2015年9月に発生した関東・東北豪雨は、記録的な大雨により鬼怒川が決壊し、広範囲に甚大な被害をもたらしました。この災害では、19の一級河川が氾濫し、多くの住民が孤立する事態に陥りました。このことから市町村の区域を越えた広域避難の重要性が改めて認識され、避難場所や経路を事前に把握しておくことが防災に取り組む上で重要です。
記録的大雨による堤防の決壊
2015年(平成27年)9月7日から11日にかけて 関東・東北豪雨、鬼怒川決壊
台風18号から変わった低気圧の影響で関東・東北地方で、所によって5日間の総雨量が600mmを超える記録的大雨となり大きな被害が発生、「平成27年9月関東・東北豪雨」と命名されました。
このうち、10日は朝までに栃木県と茨城県に大雨特別警報が発表され、利根川の支流の鬼怒川では、朝から中流域の茨城県内で越水等が発生し、昼過ぎには常総市内で堤防が決壊し広い範囲が浸水しました。
19の一級河川で堤防が決壊
この豪雨で、19の一級河川で堤防が決壊し、溢水(いっすい)と越水(えっすい)による氾濫が67もの河川で発生しました。

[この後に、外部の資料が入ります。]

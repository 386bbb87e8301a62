use chrono::{DateTime, Utc};

use super::Store;
use crate::error::Result;
use crate::types::IdempotencyEntry;

impl Store {
    pub async fn get_idempotency_entry(&self, key: &str) -> Result<Option<IdempotencyEntry>> {
        let row = sqlx::query_as::<_, IdempotencyEntry>(
            "SELECT * FROM idempotency_entries WHERE idempotency_key = ? AND expires_at > ?",
        )
        .bind(key)
        .bind(Utc::now())
        .fetch_optional(self.pool())
        .await?;
        Ok(row)
    }

    /// Record a replayable response. Ignored if the key is already taken -
    /// the caller decides what to do with the pre-existing entry.
    pub async fn insert_idempotency_entry(
        &self,
        key: &str,
        request_hash: &str,
        status_code: i64,
        response_body: &str,
        expires_at: DateTime<Utc>,
    ) -> Result<()> {
        sqlx::query(
            "INSERT INTO idempotency_entries (idempotency_key, request_hash, status_code, response_body, created_at, expires_at)
             VALUES (?, ?, ?, ?, ?, ?)
             ON CONFLICT(idempotency_key) DO NOTHING",
        )
        .bind(key)
        .bind(request_hash)
        .bind(status_code)
        .bind(response_body)
        .bind(Utc::now())
        .bind(expires_at)
        .execute(self.pool())
        .await?;
        Ok(())
    }

    pub async fn purge_expired_idempotency(&self, now: DateTime<Utc>, batch_size: i64) -> Result<u64> {
        let result = sqlx::query(
            "DELETE FROM idempotency_entries WHERE rowid IN (SELECT rowid FROM idempotency_entries WHERE expires_at <= ? LIMIT ?)",
        )
        .bind(now)
        .bind(batch_size)
        .execute(self.pool())
        .await?;
        Ok(result.rows_affected())
    }
}

#[cfg(test)]
mod tests {
    use super::*;
    use crate::store::test_store;
    use chrono::Duration;

    #[tokio::test]
    async fn insert_then_get_round_trips() {
        let store = test_store().await;
        store
            .insert_idempotency_entry("idem-1", "hash-a", 200, "{\"ok\":true}", Utc::now() + Duration::hours(48))
            .await
            .unwrap();

        let entry = store.get_idempotency_entry("idem-1").await.unwrap().unwrap();
        assert_eq!(entry.request_hash, "hash-a");
        assert_eq!(entry.status_code, 200);
    }

    #[tokio::test]
    async fn second_insert_with_same_key_is_ignored() {
        let store = test_store().await;
        store
            .insert_idempotency_entry("idem-2", "hash-a", 200, "first", Utc::now() + Duration::hours(48))
            .await
            .unwrap();
        store
            .insert_idempotency_entry("idem-2", "hash-b", 201, "second", Utc::now() + Duration::hours(48))
            .await
            .unwrap();

        let entry = store.get_idempotency_entry("idem-2").await.unwrap().unwrap();
        assert_eq!(entry.response_body, "first");
    }

    #[tokio::test]
    async fn expired_entries_are_not_returned() {
        let store = test_store().await;
        store
            .insert_idempotency_entry("idem-3", "hash-a", 200, "body", Utc::now() - Duration::minutes(1))
            .await
            .unwrap();
        assert!(store.get_idempotency_entry("idem-3").await.unwrap().is_none());
    }
}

特に、茨城県常総市では、市内を流れる鬼怒川の水位が、上流の栃木県内で降った大雨も加わって上昇し、三坂町(みさかまち)地区でおよそ200mにわたって堤防が決壊しました。大量の水が一気に住宅地に流れ込み、住宅が流出するとともに、多くの市民が逃げ遅れて孤立し、4,200人以上の方が消防、警察、自衛隊、海上保安庁の救助部隊に救出されました。そのうち、ヘリコプターによる救助者は1,339人にも上りました。
出典 総務省消防庁ホーム|防災・危機管理eカレッジ|関東・東北豪雨災害
洪水の被害のイメージをする上でどこまで浸水があるのかを想定しておくことは、身の安全を図る上で必要となります。
浸水想定区域図を浸水ナビで確認
洪水時の被害を最小限にするためには、住民のみなさん一人一人や企業などが平時より水害による被害のリスクを認識したうえで、 氾濫時の危険箇所についての情報を知っていただくことが何より重要です。
国土交通省及び都道府県では、河川が氾濫した場合に浸水が想定される区域及びその区域が 浸水した場合に想定される水深を浸水想定区域図として公表しています。
出典 国土交通省
浸水の範囲から市町村の区域を越えた避難を考えることが、必要となる場合があります。
市町村の区域を越えた広域避難
平成27年9月に発生した関東・東北豪雨災害では、市町村の区域を越えた広域避難の課題が明らかになりました。
特に三大都市圏において、大河川の洪水や高潮により氾濫が発生した場合には、その浸水区域の広さ、避難対象人口の膨大さ、浸水継続時間の長さ等から、大規模かつ広域的な避難が必要になります。
参照 内閣府防災情報のページ
指定緊急避難場所データ
災害の危険から命を守るために緊急的に避難する場所です。
災害発生時は、その災害に対応している指定緊急避難場所へ避難してください。
例えば、大地震が発生し、津波の到達が予想される場合は、津波災害に対応している「指定緊急避難場所」に緊急的に避難します。
出典 国土地理院|指定緊急避難場所データ
まとめにかえて
豪雨災害では、市町村の区域を越えた広域避難が必要な場合があります。
どこに避難場所があるのか、避難経路がどうなっているのかは事前に知っておくことが大事です。防災はいざという時の前に備えておくことが基本だと言えます。